Injectable macro-porous chitosan/polyethylene glycol-silicotungstic acid double-network hydrogels based on "smashed gels recombination" strategy for cartilage tissue engineering.

The lack of interconnected macro-porous structure of most injectable hydrogels lead to poor cell and tissue infiltration. Herein, we present the fabrication of injectable macro-porous hydrogels based on "smashed gels recombination" strategy. Chitosan/polyethylene glycol-silicotungstic acid (CS/PEG-SiW) double-network hydrogels were prepared via dual dynamic interactions. The bulk CS/PEG-SiW hydrogels were then smashed into micro-hydrogels with average sizes ranging from 47.6 to 63.8 μm by mechanical fragmentation. The CS/PEG-SiW micro-hydrogels could be continuously injected and rapidly recombined into a stable porous hydrogel based on the dual dynamic interactions between micro-hydrogels. The average pore size of the recombined porous CS/PEG-SiW hydrogels ranged from 52 to 184 μm.

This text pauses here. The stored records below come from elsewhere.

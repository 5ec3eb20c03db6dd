//! Externally visible type enumeration.
//!
//! A type that cannot be loaded (its direct base type or an enclosing type
//! lives in an assembly that is not available) is reported in an
//! [`EnumerationOutcome::Partial`] and left out; the rest of the assembly
//! still enumerates. Only a structurally broken file is an error.

use crate::cancel::CancelToken;
use crate::context::{LoadOptions, MetadataContext, Resolution, ResolvedType};
use crate::error::{LoadError, ResolveError};
use crate::metadata::{read_assembly, Assembly, TypeHandle, TypeVisibility};
use std::path::PathBuf;
use std::rc::Rc;
use surface_interchange::{TypeKind, TypeRecord};

const MAX_BASE_DEPTH: usize = 64;

/// A type left out of an enumeration, with the reference that failed.
#[derive(Debug, Clone, PartialEq, Eq)]
pub struct TypeLoadFailure {
    pub type_name: String,
    pub error: ResolveError,
}

/// Result of enumerating one assembly's externally visible types.
#[derive(Debug, Clone)]
pub enum EnumerationOutcome {
    Complete(Vec<ResolvedType>),
    Partial {
        loaded: Vec<ResolvedType>,
        failed: Vec<TypeLoadFailure>,
    },
}

impl EnumerationOutcome {
    pub fn loaded(&self) -> &[ResolvedType] {
        match self {
            EnumerationOutcome::Complete(loaded) => loaded,
            EnumerationOutcome::Partial { loaded, .. } => loaded,
        }
    }

    pub fn failed(&self) -> &[TypeLoadFailure] {
        match self {
            EnumerationOutcome::Complete(_) => &[],
            EnumerationOutcome::Partial { failed, .. } => failed,
        }
    }

    pub fn is_partial(&self) -> bool {
        matches!(self, EnumerationOutcome::Partial { .. })
    }

    /// Log the failures at debug level. Returns the loaded subset.
    pub fn log_and_take(self, assembly: &str) -> Vec<ResolvedType> {
        match self {
            EnumerationOutcome::Complete(loaded) => loaded,
            EnumerationOutcome::Partial { loaded, failed } => {
                tracing::debug!(
                    assembly = %assembly,
                    loaded = loaded.len(),
                    total = loaded.len() + failed.len(),
                    "partial type enumeration"
                );
                for failure in &failed {
                    tracing::debug!(
                        assembly = %assembly,
                        type_name = %failure.type_name,
                        error = %failure.error,
                        "type failed to load"
                    );
                }
                loaded
            }
        }
    }
}

/// Public, or nested-public all the way up to a public top-level type.
pub fn is_externally_visible(asm: &Assembly, index: u32) -> bool {
    let chain = asm.nesting_chain(index);
    let Some((outermost, nested)) = chain.split_first() else {
        return false;
    };
    let top_level_public = asm
        .type_def(*outermost)
        .map(|t| t.enclosing.is_none() && t.flags.visibility() == TypeVisibility::Public)
        .unwrap_or(false);
    top_level_public
        && nested.iter().all(|i| {
            asm.type_def(*i)
                .map(|t| t.flags.visibility() == TypeVisibility::NestedPublic)
                .unwrap_or(false)
        })
}

/// Enumerate the externally visible types of one inspected assembly.
pub fn enumerate_types(
    ctx: &MetadataContext,
    asm: &Rc<Assembly>,
    cancel: &CancelToken,
) -> Result<EnumerationOutcome, LoadError> {
    let mut loaded = Vec::new();
    let mut failed = Vec::new();

    for index in 0..asm.types.len() as u32 {
        if cancel.is_cancelled() {
            return Err(LoadError::Cancelled);
        }
        if !is_externally_visible(asm, index) {
            continue;
        }
        match check_loadable(ctx, asm, index) {
            Ok(()) => loaded.push(ResolvedType {
                assembly: Rc::clone(asm),
                index,
            }),
            Err(error) => failed.push(TypeLoadFailure {
                type_name: asm.full_type_name(index),
                error,
            }),
        }
    }

    if failed.is_empty() {
        Ok(EnumerationOutcome::Complete(loaded))
    } else {
        Ok(EnumerationOutcome::Partial { loaded, failed })
    }
}

/// A type loads when every type in its containment chain has a resolvable
/// direct base.
fn check_loadable(ctx: &MetadataContext, asm: &Rc<Assembly>, index: u32) -> Result<(), ResolveError> {
    for link in asm.nesting_chain(index) {
        if let Some(base) = asm.type_def(link).and_then(|t| t.extends) {
            ctx.resolve(asm, base)?;
        }
    }
    Ok(())
}

/// Classify a loaded type by walking its base chain.
pub fn classify(ctx: &MetadataContext, ty: &ResolvedType) -> TypeKind {
    let Some(def) = ty.assembly.type_def(ty.index) else {
        return TypeKind::Class;
    };
    if def.flags.is_interface() {
        return TypeKind::Interface;
    }
    // The root types themselves are classes.
    if def.namespace == "System" && (def.name == "ValueType" || def.name == "Enum") {
        return TypeKind::Class;
    }

    let mut current = ty.clone();
    for _ in 0..MAX_BASE_DEPTH {
        let Some(base) = current
            .assembly
            .type_def(current.index)
            .and_then(|t| t.extends)
        else {
            return TypeKind::Class;
        };
        match ctx.resolve(&current.assembly, base) {
            Ok(Resolution::Platform { namespace, name }) => {
                return root_kind(&namespace, &name).unwrap_or(TypeKind::Class);
            }
            Ok(Resolution::Type(next)) => {
                let (namespace, name) = match next.assembly.type_def(next.index) {
                    Some(t) => (t.namespace.as_str(), t.name.as_str()),
                    None => return TypeKind::Class,
                };
                if let Some(kind) = root_kind(namespace, name) {
                    return kind;
                }
                if namespace == "System" && name == "Object" {
                    return TypeKind::Class;
                }
                current = next;
            }
            Err(error) => {
                let kind = classify_from_own_metadata(ty);
                tracing::debug!(
                    type_name = %ty.full_name(),
                    error = %error,
                    kind = %kind,
                    "base chain unresolved, classified from own metadata"
                );
                return kind;
            }
        }
    }
    TypeKind::Class
}

fn root_kind(namespace: &str, name: &str) -> Option<TypeKind> {
    match (namespace, name) {
        ("System", "ValueType") => Some(TypeKind::Struct),
        ("System", "Enum") => Some(TypeKind::Enum),
        _ => None,
    }
}

/// Fallback classification: the interface flag, then the name of the
/// direct base reference.
pub fn classify_from_own_metadata(ty: &ResolvedType) -> TypeKind {
    let asm = &ty.assembly;
    let Some(def) = asm.type_def(ty.index) else {
        return TypeKind::Class;
    };
    if def.flags.is_interface() {
        return TypeKind::Interface;
    }
    let base = match def.extends {
        Some(TypeHandle::Ref(r)) => asm.type_ref(r).map(|r| (r.namespace.as_str(), r.name.as_str())),
        Some(TypeHandle::Def(d)) => asm.type_def(d).map(|t| (t.namespace.as_str(), t.name.as_str())),
        _ => None,
    };
    base.and_then(|(namespace, name)| root_kind(namespace, name))
        .unwrap_or(TypeKind::Class)
}

/// The type-level record for a loaded type.
pub fn type_record(ctx: &MetadataContext, ty: &ResolvedType) -> TypeRecord {
    TypeRecord::new(
        ty.assembly.outer_namespace(ty.index),
        ty.assembly.nested_name(ty.index),
        classify(ctx, ty),
    )
}

/// Read every file and build a context over them. Fails on the first
/// unreadable or malformed file.
pub fn load_context(
    paths: &[PathBuf],
    options: &LoadOptions,
    cancel: &CancelToken,
) -> Result<MetadataContext, LoadError> {
    let mut assemblies = Vec::with_capacity(paths.len());
    for path in paths {
        if cancel.is_cancelled() {
            return Err(LoadError::Cancelled);
        }
        assemblies.push(read_assembly(path)?);
    }
    Ok(MetadataContext::new(assemblies, options))
}

/// Externally visible types of the given binaries, sorted by
/// `(namespace, name)`.
pub fn extract_public_types(
    paths: &[PathBuf],
    options: &LoadOptions,
    cancel: &CancelToken,
) -> Result<Vec<TypeRecord>, LoadError> {
    let ctx = load_context(paths, options, cancel)?;
    let mut records = Vec::new();
    for asm in ctx.assemblies() {
        let outcome = enumerate_types(&ctx, asm, cancel)?;
        for ty in outcome.log_and_take(&asm.name) {
            records.push(type_record(&ctx, &ty));
        }
    }
    records.sort();
    records.dedup();
    Ok(records)
}
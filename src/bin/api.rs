use financial_insights_api::{
    advisor::{GrokClient, NebiusClient},
    config::AppConfig,
    routes::{start_server, AppState},
};
use std::sync::Arc;
use tracing::{info, warn};

#[tokio::main]
async fn main() -> Result<(), Box<dyn std::error::Error>> {
    // Initialize tracing
    tracing_subscriber::fmt()
        .with_env_filter(
            tracing_subscriber::EnvFilter::try_from_default_env()
                .unwrap_or_else(|_| "info".into()),
        )
        .init();

    // Load environment variables
    dotenv::dotenv().ok();

    let config = AppConfig::from_env();

    if config.nebius_api_key.is_none() {
        warn!("NEBIUS_API_KEY not set; /chat will return a provider error");
    }
    if config.grok_api_key.is_none() {
        warn!("GROK_API_KEY not set; /agent will return a provider error");
    }

    info!("Financial Insights API - starting");
    info!("Port: {}", config.port);

    let state = AppState {
        chat_advisor: Arc::new(NebiusClient::new(config.nebius_api_key.clone())),
        agent_advisor: Arc::new(GrokClient::new(config.grok_api_key.clone())),
        config: Arc::new(config),
    };

    start_server(state).await?;

    Ok(())
}
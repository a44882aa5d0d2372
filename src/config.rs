//! Process configuration
//!
//! Read once at startup from the environment, then injected into handlers
//! as immutable state. Nothing here is mutated after load.

use crate::negotiate::DocsPolicy;
use crate::validator::MAX_NUMBER_MAGNITUDE;
use std::env;

#[derive(Debug, Clone)]
pub struct AppConfig {
    pub port: u16,
    pub nebius_api_key: Option<String>,
    pub grok_api_key: Option<String>,
    pub max_magnitude: f64,
    pub docs_policy: DocsPolicy,
}

impl AppConfig {
    /// Load configuration from environment variables, with defaults for
    /// everything except the provider API keys (absent keys degrade the
    /// chat endpoints to a provider error, not a startup failure).
    pub fn from_env() -> Self {
        let port = env::var("PORT")
            .or_else(|_| env::var("API_PORT"))
            .ok()
            .and_then(|v| v.parse().ok())
            .unwrap_or(8080);

        let max_magnitude = env::var("MAX_NUMBER_MAGNITUDE")
            .ok()
            .and_then(|v| v.parse().ok())
            .filter(|v: &f64| v.is_finite() && *v > 0.0)
            .unwrap_or(MAX_NUMBER_MAGNITUDE);

        let docs_policy = match env::var("DOCS_POLICY").as_deref() {
            Ok("always") => DocsPolicy::Always,
            _ => DocsPolicy::WhenParamsAbsent,
        };

        Self {
            port,
            nebius_api_key: non_empty(env::var("NEBIUS_API_KEY").ok()),
            grok_api_key: non_empty(env::var("GROK_API_KEY").ok()),
            max_magnitude,
            docs_policy,
        }
    }
}

impl Default for AppConfig {
    fn default() -> Self {
        Self {
            port: 8080,
            nebius_api_key: None,
            grok_api_key: None,
            max_magnitude: MAX_NUMBER_MAGNITUDE,
            docs_policy: DocsPolicy::default(),
        }
    }
}

fn non_empty(value: Option<String>) -> Option<String> {
    value.filter(|v| !v.trim().is_empty())
}

#[cfg(test)]
mod tests {
    use super::*;

    #[test]
    fn default_config_matches_contract() {
        let config = AppConfig::default();
        assert_eq!(config.port, 8080);
        assert_eq!(config.max_magnitude, 1e100);
        assert_eq!(config.docs_policy, DocsPolicy::WhenParamsAbsent);
        assert!(config.nebius_api_key.is_none());
    }

    #[test]
    fn blank_api_keys_are_treated_as_absent() {
        assert_eq!(non_empty(Some("  ".to_string())), None);
        assert_eq!(non_empty(Some("key".to_string())), Some("key".to_string()));
    }
}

The storage modulus, compress modulus and maximum compressive strain of the recombined porous CS/PEG-SiW hydrogels reached about 47.2 %, 28.2 % and 127.6 % of the values for their corresponding bulk hydrogels, respectively. The recombined porous hydrogels were cytocompatible and could effectively support proliferation and chondrogenic differentiation of bone marrow mesenchymal stem cells (BMSCs). In a rat cartilage defect model, recombined porous CS/PEG-SiW hydrogels could promote cartilage regeneration. Hematoxylin and eosin (H&E), Safranin-O/Fast green and immunohistochemical staining confirmed the accumulation of glycosaminoglycans (GAG) and type II collagen (Col II) in regenerated cartilage.